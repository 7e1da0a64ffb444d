use std::collections::BTreeMap;

use browser_stream::diff::{diff_snapshots, Consequence};
use browser_stream::snapshot::{compact_line, PageInfo, SnapshotData, SnapshotElement};
use browser_stream::stability::NetworkEvent;

fn element(
    r: &str,
    ax: Option<&str>,
    path: &str,
    role: &str,
    name: &str,
    properties: &[(&str, &str)],
) -> SnapshotElement {
    let properties: BTreeMap<String, String> = properties
        .iter()
        .map(|(k, v)| (k.to_string(), v.to_string()))
        .collect();
    SnapshotElement {
        compact_line: compact_line(r, role, name, &properties),
        r#ref: r.to_string(),
        ax_node_id: ax.map(str::to_string),
        dom_path: path.to_string(),
        role: role.to_string(),
        name: name.to_string(),
        properties,
    }
}

fn snapshot(elements: Vec<SnapshotElement>) -> SnapshotData {
    SnapshotData {
        elements,
        page: PageInfo::default(),
    }
}

fn xhr(method: &str, url: &str, status: Option<i64>, duration_ms: Option<u64>) -> NetworkEvent {
    NetworkEvent {
        request_id: "r".into(),
        method: method.to_string(),
        url: url.to_string(),
        started_at: 0.0,
        finished_at: duration_ms.map(|d| d as f64 / 1000.0),
        status,
        duration_ms,
    }
}

#[test]
fn submit_that_hides_the_form_reports_the_disappearance() {
    // scenario: a fixture hides its form on submit
    let pre = snapshot(vec![
        element("@e1", Some("4"), "#form > input:nth-of-type(1)", "textbox", "Name", &[]),
        element("@e2", Some("5"), "#form > button:nth-of-type(1)", "button", "Submit", &[]),
        element("@e3", Some("6"), "body > a:nth-of-type(1)", "link", "More info", &[]),
    ]);
    let post = snapshot(vec![element(
        "@e3",
        Some("6"),
        "body > a:nth-of-type(1)",
        "link",
        "More info",
        &[],
    )]);

    let consequences = diff_snapshots(&pre, &post, &[]);
    assert_eq!(consequences.len(), 2);
    let disappeared: Vec<&str> = consequences
        .iter()
        .filter_map(|c| match c {
            Consequence::Disappeared { desc, .. } => Some(desc.as_str()),
            _ => None,
        })
        .collect();
    assert!(disappeared.iter().any(|d| d.contains("Submit")));
    assert!(disappeared.iter().any(|d| d.contains("Name")));
}

#[test]
fn fill_shows_up_as_a_value_change() {
    let pre = snapshot(vec![element(
        "@e1",
        Some("4"),
        "#form > input:nth-of-type(1)",
        "textbox",
        "Name",
        &[],
    )]);
    let post = snapshot(vec![element(
        "@e1",
        Some("4"),
        "#form > input:nth-of-type(1)",
        "textbox",
        "Name",
        &[("value", "Alice"), ("focused", "true")],
    )]);

    let consequences = diff_snapshots(&pre, &post, &[]);
    assert_eq!(consequences.len(), 1);
    match &consequences[0] {
        Consequence::Changed { desc, r#ref } => {
            assert_eq!(r#ref, "@e1");
            assert!(desc.contains("value: \"\" -> \"Alice\""));
            assert!(desc.contains("focused: \"\" -> \"true\""));
        }
        other => panic!("expected a change, got {other:?}"),
    }
}

#[test]
fn matched_elements_keep_their_pre_action_refs() {
    // the post capture reuses @e1 for the ax-matched element; the differ
    // then has nothing to report for it
    let pre = snapshot(vec![element("@e1", Some("4"), "#a", "button", "Go", &[])]);
    let post = snapshot(vec![
        element("@e1", Some("4"), "#a", "button", "Go", &[]),
        element("@e7", Some("9"), "#b", "button", "Undo", &[]),
    ]);

    let consequences = diff_snapshots(&pre, &post, &[]);
    assert_eq!(
        consequences,
        vec![Consequence::Appeared {
            desc: "button \"Undo\"".into(),
            r#ref: "@e7".into(),
        }]
    );
}

#[test]
fn network_consequences_come_last_and_render_status() {
    let pre = snapshot(vec![]);
    let post = snapshot(vec![element("@e1", Some("1"), "#n", "link", "Next", &[])]);
    let network = vec![
        xhr("POST", "https://api.example.com/submit", Some(204), Some(88)),
        xhr("GET", "https://api.example.com/poll", None, None),
    ];

    let consequences = diff_snapshots(&pre, &post, &network);
    assert_eq!(consequences.len(), 3);
    assert!(matches!(consequences[0], Consequence::Appeared { .. }));
    assert_eq!(
        consequences[1],
        Consequence::Network {
            desc: "POST /submit -> 204 (88ms)".into()
        }
    );
    assert_eq!(
        consequences[2],
        Consequence::Network {
            desc: "GET /poll -> pending (0ms)".into()
        }
    );
}

#[test]
fn rekeyed_ax_ids_fall_back_to_dom_paths_without_phantom_pairs() {
    // two inputs swap ax ids after a framework re-render; dom paths keep
    // the pairing honest
    let pre = snapshot(vec![
        element("@e1", Some("10"), "#f > input:nth-of-type(1)", "textbox", "First", &[]),
        element("@e2", Some("11"), "#f > input:nth-of-type(2)", "textbox", "Last", &[]),
    ]);
    let post = snapshot(vec![
        element("@e1", Some("20"), "#f > input:nth-of-type(1)", "textbox", "First", &[]),
        element("@e2", Some("21"), "#f > input:nth-of-type(2)", "textbox", "Last", &[]),
    ]);

    assert!(diff_snapshots(&pre, &post, &[]).is_empty());
}

#[test]
fn an_unmatched_pre_element_is_not_paired_twice() {
    // two post elements share the pre element's dom path; only one pairs
    let pre = snapshot(vec![element("@e1", None, "#list > li:nth-of-type(1)", "button", "A", &[])]);
    let post = snapshot(vec![
        element("@e2", None, "#list > li:nth-of-type(1)", "button", "A", &[]),
        element("@e3", None, "#list > li:nth-of-type(1)", "button", "A", &[]),
    ]);

    let consequences = diff_snapshots(&pre, &post, &[]);
    let appeared = consequences
        .iter()
        .filter(|c| matches!(c, Consequence::Appeared { .. }))
        .count();
    let disappeared = consequences
        .iter()
        .filter(|c| matches!(c, Consequence::Disappeared { .. }))
        .count();
    assert_eq!(appeared, 1);
    assert_eq!(disappeared, 0);
}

#####

GOAL OF THE EXERCISE: Which lines above contain the word "More"? Copy all of them.

THE ANSWER:
        element("@e3", Some("6"), "body > a:nth-of-type(1)", "link", "More info", &[]),
        "More info",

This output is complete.